_What to produce:_
Below are entries; output exactly the lines from the one with "use super::*;" to the one with "Duration::from_millis(10)", both included, and nothing else.
____
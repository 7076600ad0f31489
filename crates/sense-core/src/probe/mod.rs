//! Dependency probes against the live environment.
//!
//! A probe answers one question: is this dependency present? Every failure
//! (spawn error, timeout, refused connection, bad input) means "absent" and
//! is only visible in trace logs.

pub mod network;
pub mod runner;

use sense_common::{Dependency, DependencyKind};
use sense_config::Settings;
use std::path::{Path, PathBuf};
use std::time::Duration;
use tracing::trace;

/// Answers whether a dependency is present.
///
/// Implementations are shared across detection worker threads.
pub trait DependencyChecker: Sync {
    fn check(&self, dependency: &Dependency) -> bool;
}

impl<T: DependencyChecker + ?Sized> DependencyChecker for &T {
    fn check(&self, dependency: &Dependency) -> bool {
        (**self).check(dependency)
    }
}

/// Probe timeouts and interpreter used by [`SystemChecker`].
#[derive(Debug, Clone, PartialEq, Eq)]
pub struct ProbeConfig {
    pub python: String,
    pub local_service_timeout: Duration,
    pub remote_service_timeout: Duration,
    pub module_probe_timeout: Duration,
}

impl Default for ProbeConfig {
    fn default() -> Self {
        Self::from(&Settings::default())
    }
}

impl From<&Settings> for ProbeConfig {
    fn from(settings: &Settings) -> Self {
        Self {
            python: settings.python.clone(),
            local_service_timeout: settings.local_service_timeout(),
            remote_service_timeout: settings.remote_service_timeout(),
            module_probe_timeout: settings.module_probe_timeout(),
        }
    }
}

/// Probes the real machine.
#[derive(Debug, Clone, Default)]
pub struct SystemChecker {
    config: ProbeConfig,
}

impl SystemChecker {
    pub fn new(config: ProbeConfig) -> Self {
        Self { config }
    }

    pub fn config(&self) -> &ProbeConfig {
        &self.config
    }
}

impl DependencyChecker for SystemChecker {
    fn check(&self, dependency: &Dependency) -> bool {
        let target = dependency.check.as_str();
        let present = match dependency.kind {
            DependencyKind::Binary => find_in_path(target).is_some(),
            DependencyKind::Service => network::service_reachable(
                target,
                self.config.local_service_timeout,
                self.config.remote_service_timeout,
            ),
            DependencyKind::File => file_exists(target),
            DependencyKind::EnvVar => has_env_var(target),
            DependencyKind::Python => python_module_importable(
                &self.config.python,
                target,
                self.config.module_probe_timeout,
            ),
        };
        trace!(
            dependency = %dependency.name,
            kind = %dependency.kind,
            target,
            present,
            "probed dependency"
        );
        present
    }
}

/// Resolve `name` against `PATH`. Names containing a separator are checked
/// directly.
pub fn find_in_path(name: &str) -> Option<PathBuf> {
    if name.is_empty() {
        return None;
    }
    if name.contains(std::path::MAIN_SEPARATOR) {
        let path = PathBuf::from(name);
        return is_executable(&path).then_some(path);
    }
    let paths = std::env::var_os("PATH")?;
    std::env::split_paths(&paths)
        .map(|dir| dir.join(name))
        .find(|candidate| is_executable(candidate))
}

#[cfg(unix)]
fn is_executable(path: &Path) -> bool {
    use std::os::unix::fs::PermissionsExt;
    std::fs::metadata(path)
        .map(|m| m.is_file() && m.permissions().mode() & 0o111 != 0)
        .unwrap_or(false)
}

#[cfg(not(unix))]
fn is_executable(path: &Path) -> bool {
    if path.is_file() {
        return true;
    }
    ["exe", "cmd", "bat"]
        .iter()
        .any(|ext| path.with_extension(ext).is_file())
}

/// Set and non-empty.
pub fn has_env_var(name: &str) -> bool {
    std::env::var_os(name).is_some_and(|v| !v.is_empty())
}

/// Whether `path` exists. A leading `~/` expands to the home directory.
pub fn file_exists(path: &str) -> bool {
    expand_home(path).is_some_and(|p| p.exists())
}

fn expand_home(path: &str) -> Option<PathBuf> {
    if path == "~" {
        return dirs::home_dir();
    }
    match path.strip_prefix("~/") {
        Some(rest) => dirs::home_dir().map(|home| home.join(rest)),
        None => Some(PathBuf::from(path)),
    }
}

/// Dotted python identifiers only; anything else never reaches a shell.
pub fn is_valid_module_name(module: &str) -> bool {
    !module.is_empty()
        && module.split('.').all(|part| {
            let mut chars = part.chars();
            matches!(chars.next(), Some(c) if c == '_' || c.is_ascii_alphabetic())
                && chars.all(|c| c == '_' || c.is_ascii_alphanumeric())
        })
}

/// `python -c "import <module>"` exits successfully before the deadline.
pub fn python_module_importable(python: &str, module: &str, timeout: Duration) -> bool {
    if !is_valid_module_name(module) {
        trace!(module, "rejected invalid python module name");
        return false;
    }
    let code = format!("import {}", module);
    match runner::run_with_timeout(python, &["-c", &code], timeout) {
        Ok(output) => output.success(),
        Err(e) => {
            trace!(module, error = %e, "python import probe failed");
            false
        }
    }
}

#[cfg(test)]
mod tests {
    use super::*;

    #[test]
    fn test_module_name_validation() {
        assert!(is_valid_module_name("ocrmac"));
        assert!(is_valid_module_name("os.path"));
        assert!(is_valid_module_name("_private"));
        assert!(!is_valid_module_name(""));
        assert!(!is_valid_module_name("os; rm -rf /"));
        assert!(!is_valid_module_name("1abc"));
        assert!(!is_valid_module_name("a..b"));
    }

    #[test]
    fn test_empty_binary_name_is_absent() {
        assert!(find_in_path("").is_none());
    }

    #[cfg(unix)]
    #[test]
    fn test_sh_is_on_path() {
        assert!(find_in_path("sh").is_some());
    }

    #[cfg(unix)]
    #[test]
    fn test_non_executable_file_is_not_a_binary() {
        let dir = tempfile::TempDir::new().unwrap();
        let path = dir.path().join("plain");
        std::fs::write(&path, "x").unwrap();
        assert!(!is_executable(&path));
    }

    #[test]
    fn test_file_exists() {
        let dir = tempfile::TempDir::new().unwrap();
        let path = dir.path().join("present");
        std::fs::write(&path, "x").unwrap();
        assert!(file_exists(path.to_str().unwrap()));
        assert!(!file_exists(dir.path().join("absent").to_str().unwrap()));
    }

    #[test]
    fn test_invalid_module_never_spawns() {
        assert!(!python_module_importable(
            "definitely-not-python",
            "bad name",
            Duration::from_millis(10)
        ));
    }

    #[test]
    fn test_missing_interpreter_is_absent() {
        assert!(!python_module_importable(
            "definitely-not-python-xyz",
            "os",
            Duration::from_millis(500)
        ));
    }

    #[test]
    fn test_system_checker_env_var() {
        let checker = SystemChecker::default();
        let dep = Dependency::env_var("KURO_SENSE_TEST_SURELY_UNSET_VAR", true);
        assert!(!checker.check(&dep));
    }
}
____
_Response to the task:_
    use super::*;

    #[test]
    fn test_module_name_validation() {
        assert!(is_valid_module_name("ocrmac"));
        assert!(is_valid_module_name("os.path"));
        assert!(is_valid_module_name("_private"));
        assert!(!is_valid_module_name(""));
        assert!(!is_valid_module_name("os; rm -rf /"));
        assert!(!is_valid_module_name("1abc"));
        assert!(!is_valid_module_name("a..b"));
    }

    #[test]
    fn test_empty_binary_name_is_absent() {
        assert!(find_in_path("").is_none());
    }

    #[cfg(unix)]
    #[test]
    fn test_sh_is_on_path() {
        assert!(find_in_path("sh").is_some());
    }

    #[cfg(unix)]
    #[test]
    fn test_non_executable_file_is_not_a_binary() {
        let dir = tempfile::TempDir::new().unwrap();
        let path = dir.path().join("plain");
        std::fs::write(&path, "x").unwrap();
        assert!(!is_executable(&path));
    }

    #[test]
    fn test_file_exists() {
        let dir = tempfile::TempDir::new().unwrap();
        let path = dir.path().join("present");
        std::fs::write(&path, "x").unwrap();
        assert!(file_exists(path.to_str().unwrap()));
        assert!(!file_exists(dir.path().join("absent").to_str().unwrap()));
    }

    #[test]
    fn test_invalid_module_never_spawns() {
        assert!(!python_module_importable(
            "definitely-not-python",
            "bad name",
            Duration::from_millis(10)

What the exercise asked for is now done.